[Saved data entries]
[Start of Attachment]
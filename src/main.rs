use actix_web::{App, HttpServer, web};

use bookstall::db::establish_connection_pool;
use bookstall::models::config::ServerConfig;
use bookstall::routes::{books, progress, purchases};

#[actix_web::main]
async fn main() -> std::io::Result<()> {
    dotenvy::dotenv().ok();
    env_logger::init();

    let config: ServerConfig = config::Config::builder()
        .add_source(config::File::with_name("config").required(false))
        .add_source(config::Environment::default())
        .build()
        .and_then(config::Config::try_deserialize)
        .map_err(|e| std::io::Error::other(format!("failed to load configuration: {e}")))?;

    let pool = establish_connection_pool(&config.database_url)
        .map_err(|e| std::io::Error::other(format!("failed to create database pool: {e}")))?;

    let bind = (config.bind_address.clone(), config.port);
    log::info!("Starting server on {}:{}", bind.0, bind.1);

    HttpServer::new(move || {
        App::new()
            .app_data(web::Data::new(pool.clone()))
            .service(books::list_books)
            .service(books::get_book)
            .service(books::create_book)
            .service(books::update_book)
            .service(books::my_books)
            .service(purchases::check_ownership)
            .service(purchases::create_payment_intent)
            .service(purchases::create_purchase)
            .service(purchases::my_purchases)
            .service(purchases::book_sales)
            .service(purchases::my_sales)
            .service(progress::get_progress)
            .service(progress::update_progress)
            .service(progress::my_progress)
    })
    .bind(bind)?
    .run()
    .await
}
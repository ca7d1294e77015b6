//! `graphql-alchemist` - GraphQL boilerplate generator
//!
//! Entry point for the application.

use std::io;
use std::process::ExitCode;

use clap::Parser;

use graphql_alchemist::app::run_resolver;
use graphql_alchemist::cli::{Args, Command};
use graphql_alchemist::fs::{FileSink, OutputPaths};

fn main() -> ExitCode {
    let args = Args::parse();

    if let Err(e) = graphql_alchemist::logging::init(args.log_level) {
        eprintln!("Warning: Failed to initialize logging: {e}");
    }

    match run(args) {
        Ok(true) => ExitCode::SUCCESS,
        Ok(false) => ExitCode::FAILURE,
        Err(e) => {
            eprintln!("Error: {e:#}");
            ExitCode::FAILURE
        }
    }
}

fn run(args: Args) -> anyhow::Result<bool> {
    let paths = match args.out_dir {
        Some(dir) => OutputPaths::new(&dir),
        None => OutputPaths::from_cwd()?,
    };

    match args.command {
        Command::Resolver { tokens } => {
            let outcome = run_resolver(
                &tokens,
                paths,
                &mut FileSink,
                &mut io::stdout().lock(),
                &mut io::stderr().lock(),
            )?;
            Ok(outcome.is_success())
        }
    }
}
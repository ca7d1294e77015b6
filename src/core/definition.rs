//! The in-memory resolver record that flags are applied to.

use std::fmt;

use super::alias::Handler;
use super::field::FieldSpec;

/// GraphQL root operation type a resolver belongs to.
#[derive(Debug, Clone, Copy, PartialEq, Eq, Default)]
pub enum ResolverKind {
    /// Read operation.
    #[default]
    Query,
    /// Write operation.
    Mutation,
    /// Streaming operation.
    Subscription,
}

impl ResolverKind {
    /// Returns the GraphQL root type name.
    #[must_use]
    pub const fn name(&self) -> &'static str {
        match self {
            Self::Query => "Query",
            Self::Mutation => "Mutation",
            Self::Subscription => "Subscription",
        }
    }
}

impl fmt::Display for ResolverKind {
    fn fmt(&self, f: &mut fmt::Formatter<'_>) -> fmt::Result {
        f.write_str(self.name())
    }
}

/// Everything needed to render one resolver.
///
/// Built up during a single parse pass: boolean flags only ever switch on,
/// and the kind follows the last kind flag applied.
#[derive(Debug, Clone, PartialEq, Eq, Default)]
pub struct ResolverDefinition {
    /// Function name, also used for the output file name.
    pub name: String,
    /// Root operation type.
    pub kind: ResolverKind,
    /// Whether the function is declared `async`.
    pub is_async: bool,
    /// Whether the `parent` parameter is used.
    pub has_parent: bool,
    /// Whether the `info` parameter is used.
    pub has_info: bool,
    /// Arguments in the order they were given.
    pub arguments: Vec<FieldSpec>,
}

impl ResolverDefinition {
    /// Creates a definition with the given name and default settings.
    #[must_use]
    pub fn named(name: impl Into<String>) -> Self {
        Self {
            name: name.into(),
            ..Self::default()
        }
    }

    /// Applies the mutation a flag handler stands for.
    pub fn apply(&mut self, handler: Handler) {
        match handler {
            Handler::Parent => self.has_parent = true,
            Handler::Info => self.has_info = true,
            Handler::Async => self.is_async = true,
            Handler::Query => self.kind = ResolverKind::Query,
            Handler::Mutation => self.kind = ResolverKind::Mutation,
            Handler::Subscription => self.kind = ResolverKind::Subscription,
        }
    }

    /// Parameter name for the parent slot, `_parent` when unused.
    #[must_use]
    pub const fn parent_param(&self) -> &'static str {
        if self.has_parent { "parent" } else { "_parent" }
    }

    /// Parameter name for the info slot, `_info` when unused.
    #[must_use]
    pub const fn info_param(&self) -> &'static str {
        if self.has_info { "info" } else { "_info" }
    }

    /// One-line summary, e.g. `Mutation createUser`.
    #[must_use]
    pub fn summary(&self) -> String {
        format!("{} {}", self.kind, self.name)
    }
}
[End of Attachment]
- _DIRECTIONS FOR THIS TASK_: Once you have read the entries, write them out again without altering a single character.

- _ANSWER FOR THIS EXERCISE_:
filename src/main.rs
use actix_web::{App, HttpServer, web};

use bookstall::db::establish_connection_pool;
use bookstall::models::config::ServerConfig;
use bookstall::routes::{books, progress, purchases};

#[actix_web::main]
async fn main() -> std::io::Result<()> {
    dotenvy::dotenv().ok();
    env_logger::init();

    let config: ServerConfig = config::Config::builder()
        .add_source(config::File::with_name("config").required(false))
        .add_source(config::Environment::default())
        .build()
        .and_then(config::Config::try_deserialize)
        .map_err(|e| std::io::Error::other(format!("failed to load configuration: {e}")))?;

    let pool = establish_connection_pool(&config.database_url)
        .map_err(|e| std::io::Error::other(format!("failed to create database pool: {e}")))?;

    let bind = (config.bind_address.clone(), config.port);
    log::info!("Starting server on {}:{}", bind.0, bind.1);

    HttpServer::new(move || {
        App::new()
            .app_data(web::Data::new(pool.clone()))
            .service(books::list_books)
            .service(books::get_book)
            .service(books::create_book)
            .service(books::update_book)
            .service(books::my_books)
            .service(purchases::check_ownership)
            .service(purchases::create_payment_intent)
            .service(purchases::create_purchase)
            .service(purchases::my_purchases)
            .service(purchases::book_sales)
            .service(purchases::my_sales)
            .service(progress::get_progress)
            .service(progress::update_progress)
            .service(progress::my_progress)
    })
    .bind(bind)?
    .run()
    .await
}
repository ca7d1294e77015b6
//! `graphql-alchemist` - GraphQL boilerplate generator
//!
//! Entry point for the application.

use std::io;
use std::process::ExitCode;

use clap::Parser;

use graphql_alchemist::app::run_resolver;
use graphql_alchemist::cli::{Args, Command};
use graphql_alchemist::fs::{FileSink, OutputPaths};

fn main() -> ExitCode {
    let args = Args::parse();

    if let Err(e) = graphql_alchemist::logging::init(args.log_level) {
        eprintln!("Warning: Failed to initialize logging: {e}");
    }

    match run(args) {
        Ok(true) => ExitCode::SUCCESS,
        Ok(false) => ExitCode::FAILURE,
        Err(e) => {
            eprintln!("Error: {e:#}");
            ExitCode::FAILURE
        }
    }
}

fn run(args: Args) -> anyhow::Result<bool> {
    let paths = match args.out_dir {
        Some(dir) => OutputPaths::new(&dir),
        None => OutputPaths::from_cwd()?,
    };

    match args.command {
        Command::Resolver { tokens } => {
            let outcome = run_resolver(
                &tokens,
                paths,
                &mut FileSink,
                &mut io::stdout().lock(),
                &mut io::stderr().lock(),
            )?;
            Ok(outcome.is_success())
        }
    }
}
repository ca7d1294e77015b6
filename src/core/definition.rs
//! The in-memory resolver record that flags are applied to.

use std::fmt;

use super::alias::Handler;
use super::field::FieldSpec;

/// GraphQL root operation type a resolver belongs to.
#[derive(Debug, Clone, Copy, PartialEq, Eq, Default)]
pub enum ResolverKind {
    /// Read operation.
    #[default]
    Query,
    /// Write operation.
    Mutation,
    /// Streaming operation.
    Subscription,
}

impl ResolverKind {
    /// Returns the GraphQL root type name.
    #[must_use]
    pub const fn name(&self) -> &'static str {
        match self {
            Self::Query => "Query",
            Self::Mutation => "Mutation",
            Self::Subscription => "Subscription",
        }
    }
}

impl fmt::Display for ResolverKind {
    fn fmt(&self, f: &mut fmt::Formatter<'_>) -> fmt::Result {
        f.write_str(self.name())
    }
}

/// Everything needed to render one resolver.
///
/// Built up during a single parse pass: boolean flags only ever switch on,
/// and the kind follows the last kind flag applied.
#[derive(Debug, Clone, PartialEq, Eq, Default)]
pub struct ResolverDefinition {
    /// Function name, also used for the output file name.
    pub name: String,
    /// Root operation type.
    pub kind: ResolverKind,
    /// Whether the function is declared `async`.
    pub is_async: bool,
    /// Whether the `parent` parameter is used.
    pub has_parent: bool,
    /// Whether the `info` parameter is used.
    pub has_info: bool,
    /// Arguments in the order they were given.
    pub arguments: Vec<FieldSpec>,
}

impl ResolverDefinition {
    /// Creates a definition with the given name and default settings.
    #[must_use]
    pub fn named(name: impl Into<String>) -> Self {
        Self {
            name: name.into(),
            ..Self::default()
        }
    }

    /// Applies the mutation a flag handler stands for.
    pub fn apply(&mut self, handler: Handler) {
        match handler {
            Handler::Parent => self.has_parent = true,
            Handler::Info => self.has_info = true,
            Handler::Async => self.is_async = true,
            Handler::Query => self.kind = ResolverKind::Query,
            Handler::Mutation => self.kind = ResolverKind::Mutation,
            Handler::Subscription => self.kind = ResolverKind::Subscription,
        }
    }

    /// Parameter name for the parent slot, `_parent` when unused.
    #[must_use]
    pub const fn parent_param(&self) -> &'static str {
        if self.has_parent { "parent" } else { "_parent" }
    }

    /// Parameter name for the info slot, `_info` when unused.
    #[must_use]
    pub const fn info_param(&self) -> &'static str {
        if self.has_info { "info" } else { "_info" }
    }

    /// One-line summary, e.g. `Mutation createUser`.
    #[must_use]
    pub fn summary(&self) -> String {
        format!("{} {}", self.kind, self.name)
    }
}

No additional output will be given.